What needs to be done
I would like each line of the data that holds the word "RequestId" copied out.
═════ Excerpted records ═════
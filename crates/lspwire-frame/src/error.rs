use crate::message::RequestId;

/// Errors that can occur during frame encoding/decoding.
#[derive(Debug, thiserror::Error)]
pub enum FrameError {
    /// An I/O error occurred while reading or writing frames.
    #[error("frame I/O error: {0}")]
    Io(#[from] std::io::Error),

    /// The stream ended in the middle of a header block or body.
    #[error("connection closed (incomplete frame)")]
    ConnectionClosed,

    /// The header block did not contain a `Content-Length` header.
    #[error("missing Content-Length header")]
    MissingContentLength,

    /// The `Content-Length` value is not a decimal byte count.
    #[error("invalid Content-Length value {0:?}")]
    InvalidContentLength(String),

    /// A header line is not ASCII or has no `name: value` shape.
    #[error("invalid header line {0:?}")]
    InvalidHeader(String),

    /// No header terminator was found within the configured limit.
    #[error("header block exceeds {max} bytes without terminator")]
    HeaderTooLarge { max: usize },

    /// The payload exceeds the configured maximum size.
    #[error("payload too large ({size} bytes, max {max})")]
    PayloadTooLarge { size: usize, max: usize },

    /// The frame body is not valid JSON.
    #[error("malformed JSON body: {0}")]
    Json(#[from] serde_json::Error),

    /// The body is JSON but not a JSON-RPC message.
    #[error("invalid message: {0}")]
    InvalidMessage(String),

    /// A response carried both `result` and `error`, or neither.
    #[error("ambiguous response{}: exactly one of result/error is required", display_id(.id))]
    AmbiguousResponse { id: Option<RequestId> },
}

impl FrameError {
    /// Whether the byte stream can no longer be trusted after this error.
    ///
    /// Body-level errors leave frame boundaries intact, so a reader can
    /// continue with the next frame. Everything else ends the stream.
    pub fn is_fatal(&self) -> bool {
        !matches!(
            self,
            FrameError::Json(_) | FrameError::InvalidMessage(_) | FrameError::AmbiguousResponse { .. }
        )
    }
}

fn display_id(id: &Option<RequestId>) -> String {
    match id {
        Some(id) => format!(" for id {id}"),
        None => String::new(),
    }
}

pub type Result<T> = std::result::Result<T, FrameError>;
═════
Written answer
use crate::message::RequestId;
    AmbiguousResponse { id: Option<RequestId> },
fn display_id(id: &Option<RequestId>) -> String {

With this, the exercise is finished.